[Records for the exercise]

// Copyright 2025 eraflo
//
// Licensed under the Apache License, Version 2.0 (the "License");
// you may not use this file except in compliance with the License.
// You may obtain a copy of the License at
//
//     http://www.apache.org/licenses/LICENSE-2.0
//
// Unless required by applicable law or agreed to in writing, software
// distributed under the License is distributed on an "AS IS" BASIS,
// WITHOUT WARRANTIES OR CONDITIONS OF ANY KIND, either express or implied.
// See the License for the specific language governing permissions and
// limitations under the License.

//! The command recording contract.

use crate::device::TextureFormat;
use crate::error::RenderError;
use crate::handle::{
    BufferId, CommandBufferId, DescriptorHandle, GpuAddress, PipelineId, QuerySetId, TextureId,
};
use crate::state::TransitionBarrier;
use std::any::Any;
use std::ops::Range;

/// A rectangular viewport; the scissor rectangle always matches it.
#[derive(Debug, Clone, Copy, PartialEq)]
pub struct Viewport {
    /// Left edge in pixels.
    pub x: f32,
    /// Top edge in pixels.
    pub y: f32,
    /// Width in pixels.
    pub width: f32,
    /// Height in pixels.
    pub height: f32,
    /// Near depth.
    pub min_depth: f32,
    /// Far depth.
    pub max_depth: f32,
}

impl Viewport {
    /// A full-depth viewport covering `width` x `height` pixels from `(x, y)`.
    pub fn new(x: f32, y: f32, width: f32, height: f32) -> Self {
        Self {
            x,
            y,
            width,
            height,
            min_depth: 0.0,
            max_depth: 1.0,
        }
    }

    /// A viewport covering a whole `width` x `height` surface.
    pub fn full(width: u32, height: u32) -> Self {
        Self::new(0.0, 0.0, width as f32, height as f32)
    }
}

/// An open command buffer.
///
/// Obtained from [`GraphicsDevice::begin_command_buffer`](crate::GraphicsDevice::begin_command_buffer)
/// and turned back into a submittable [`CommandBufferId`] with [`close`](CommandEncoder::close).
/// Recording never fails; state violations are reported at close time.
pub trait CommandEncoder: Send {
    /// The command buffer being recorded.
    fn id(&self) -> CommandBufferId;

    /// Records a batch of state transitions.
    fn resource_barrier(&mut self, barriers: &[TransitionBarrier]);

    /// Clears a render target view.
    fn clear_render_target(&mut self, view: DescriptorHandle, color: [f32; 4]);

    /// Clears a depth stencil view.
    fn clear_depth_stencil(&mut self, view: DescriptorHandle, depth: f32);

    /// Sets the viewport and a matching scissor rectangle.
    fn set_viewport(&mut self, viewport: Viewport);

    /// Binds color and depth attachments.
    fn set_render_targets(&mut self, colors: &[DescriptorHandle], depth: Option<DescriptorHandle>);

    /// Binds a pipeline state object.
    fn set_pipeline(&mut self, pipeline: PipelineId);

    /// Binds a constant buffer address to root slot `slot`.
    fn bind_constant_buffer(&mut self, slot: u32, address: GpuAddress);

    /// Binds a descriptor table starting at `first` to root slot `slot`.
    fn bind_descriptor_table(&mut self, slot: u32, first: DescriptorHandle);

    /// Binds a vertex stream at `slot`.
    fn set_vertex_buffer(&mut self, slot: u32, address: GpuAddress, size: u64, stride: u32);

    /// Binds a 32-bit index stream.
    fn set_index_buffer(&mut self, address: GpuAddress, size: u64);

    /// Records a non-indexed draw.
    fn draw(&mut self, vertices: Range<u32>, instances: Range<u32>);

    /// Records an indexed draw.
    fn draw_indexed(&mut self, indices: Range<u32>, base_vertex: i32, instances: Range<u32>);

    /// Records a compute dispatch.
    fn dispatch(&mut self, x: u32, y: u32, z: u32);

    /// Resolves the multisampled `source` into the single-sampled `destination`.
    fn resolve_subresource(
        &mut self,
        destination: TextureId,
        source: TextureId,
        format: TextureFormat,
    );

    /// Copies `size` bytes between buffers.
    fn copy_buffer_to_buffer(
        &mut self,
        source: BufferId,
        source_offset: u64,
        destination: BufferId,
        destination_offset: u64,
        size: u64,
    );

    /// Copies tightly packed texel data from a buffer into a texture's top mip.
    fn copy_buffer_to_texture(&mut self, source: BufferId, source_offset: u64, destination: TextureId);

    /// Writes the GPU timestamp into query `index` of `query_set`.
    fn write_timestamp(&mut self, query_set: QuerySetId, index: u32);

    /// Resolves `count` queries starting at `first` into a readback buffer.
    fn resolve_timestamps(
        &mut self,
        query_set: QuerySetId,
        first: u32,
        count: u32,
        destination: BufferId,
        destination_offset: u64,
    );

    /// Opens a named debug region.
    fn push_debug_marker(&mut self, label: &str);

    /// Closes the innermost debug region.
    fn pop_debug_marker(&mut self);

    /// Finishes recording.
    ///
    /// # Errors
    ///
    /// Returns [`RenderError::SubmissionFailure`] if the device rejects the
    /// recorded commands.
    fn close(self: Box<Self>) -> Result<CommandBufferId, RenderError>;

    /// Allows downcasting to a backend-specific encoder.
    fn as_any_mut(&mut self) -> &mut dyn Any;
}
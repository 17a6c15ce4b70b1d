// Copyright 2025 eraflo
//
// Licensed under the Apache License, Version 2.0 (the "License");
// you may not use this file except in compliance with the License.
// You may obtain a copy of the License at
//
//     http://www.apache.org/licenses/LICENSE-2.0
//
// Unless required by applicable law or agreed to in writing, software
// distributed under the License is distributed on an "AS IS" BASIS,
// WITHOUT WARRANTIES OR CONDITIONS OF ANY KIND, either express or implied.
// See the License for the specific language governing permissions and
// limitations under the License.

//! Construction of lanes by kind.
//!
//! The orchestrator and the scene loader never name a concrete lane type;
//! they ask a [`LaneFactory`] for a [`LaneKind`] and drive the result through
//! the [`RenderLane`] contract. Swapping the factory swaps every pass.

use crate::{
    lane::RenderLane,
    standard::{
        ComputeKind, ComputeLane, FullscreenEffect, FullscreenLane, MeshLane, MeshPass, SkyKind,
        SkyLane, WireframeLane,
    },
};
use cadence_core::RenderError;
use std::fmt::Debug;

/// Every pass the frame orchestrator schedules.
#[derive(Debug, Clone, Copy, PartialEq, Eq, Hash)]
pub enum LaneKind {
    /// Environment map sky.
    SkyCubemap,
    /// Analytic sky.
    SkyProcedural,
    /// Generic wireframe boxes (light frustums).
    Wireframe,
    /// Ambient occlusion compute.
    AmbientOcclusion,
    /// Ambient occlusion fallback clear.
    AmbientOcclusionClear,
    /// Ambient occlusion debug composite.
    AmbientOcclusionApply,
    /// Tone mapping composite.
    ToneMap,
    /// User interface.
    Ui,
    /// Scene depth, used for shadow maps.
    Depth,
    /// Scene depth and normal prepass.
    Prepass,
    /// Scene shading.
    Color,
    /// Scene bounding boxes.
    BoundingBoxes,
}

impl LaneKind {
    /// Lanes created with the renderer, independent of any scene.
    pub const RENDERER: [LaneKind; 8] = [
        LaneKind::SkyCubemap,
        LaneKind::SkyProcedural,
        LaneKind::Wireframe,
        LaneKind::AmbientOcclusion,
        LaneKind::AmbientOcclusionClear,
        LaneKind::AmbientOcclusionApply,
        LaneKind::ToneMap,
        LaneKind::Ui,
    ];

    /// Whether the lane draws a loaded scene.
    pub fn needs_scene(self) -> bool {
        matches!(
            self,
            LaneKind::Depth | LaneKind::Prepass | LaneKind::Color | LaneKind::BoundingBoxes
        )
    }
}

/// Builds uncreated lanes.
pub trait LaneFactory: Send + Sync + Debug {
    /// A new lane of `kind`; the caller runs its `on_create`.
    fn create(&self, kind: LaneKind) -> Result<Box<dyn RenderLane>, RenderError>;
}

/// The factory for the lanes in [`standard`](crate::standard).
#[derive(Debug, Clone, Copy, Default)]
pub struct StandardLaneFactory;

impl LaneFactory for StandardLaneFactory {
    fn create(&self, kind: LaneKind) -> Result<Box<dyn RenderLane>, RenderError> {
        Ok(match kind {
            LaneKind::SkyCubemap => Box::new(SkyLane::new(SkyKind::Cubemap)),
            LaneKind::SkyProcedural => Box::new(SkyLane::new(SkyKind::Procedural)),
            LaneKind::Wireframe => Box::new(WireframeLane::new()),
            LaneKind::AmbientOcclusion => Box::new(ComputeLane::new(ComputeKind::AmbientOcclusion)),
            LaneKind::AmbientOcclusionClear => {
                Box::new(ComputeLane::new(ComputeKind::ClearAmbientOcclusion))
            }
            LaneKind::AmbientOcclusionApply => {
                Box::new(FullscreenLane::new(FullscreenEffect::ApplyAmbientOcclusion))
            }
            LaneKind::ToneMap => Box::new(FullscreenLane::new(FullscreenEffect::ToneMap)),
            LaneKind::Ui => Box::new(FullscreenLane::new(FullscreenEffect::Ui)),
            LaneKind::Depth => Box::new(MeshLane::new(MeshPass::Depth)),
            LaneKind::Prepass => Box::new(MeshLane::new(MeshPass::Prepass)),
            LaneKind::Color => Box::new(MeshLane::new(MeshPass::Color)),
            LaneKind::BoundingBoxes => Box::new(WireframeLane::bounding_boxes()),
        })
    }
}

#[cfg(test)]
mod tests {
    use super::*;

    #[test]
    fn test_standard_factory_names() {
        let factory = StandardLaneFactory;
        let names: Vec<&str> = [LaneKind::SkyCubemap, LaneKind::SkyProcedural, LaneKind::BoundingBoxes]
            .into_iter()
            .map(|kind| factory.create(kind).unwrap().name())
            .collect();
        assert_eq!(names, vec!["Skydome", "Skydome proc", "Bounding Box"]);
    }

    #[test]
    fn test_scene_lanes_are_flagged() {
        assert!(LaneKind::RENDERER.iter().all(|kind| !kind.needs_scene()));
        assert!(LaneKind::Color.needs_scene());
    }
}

[/Records for the exercise]

— Your task —
The lines of the data, from the first through the one containing "use crate::error::RenderError;", are to be transcribed exactly.

— Written response —
// Copyright 2025 eraflo
//
// Licensed under the Apache License, Version 2.0 (the "License");
// you may not use this file except in compliance with the License.
// You may obtain a copy of the License at
//
//     http://www.apache.org/licenses/LICENSE-2.0
//
// Unless required by applicable law or agreed to in writing, software
// distributed under the License is distributed on an "AS IS" BASIS,
// WITHOUT WARRANTIES OR CONDITIONS OF ANY KIND, either express or implied.
// See the License for the specific language governing permissions and
// limitations under the License.

//! The command recording contract.

use crate::device::TextureFormat;
use crate::error::RenderError;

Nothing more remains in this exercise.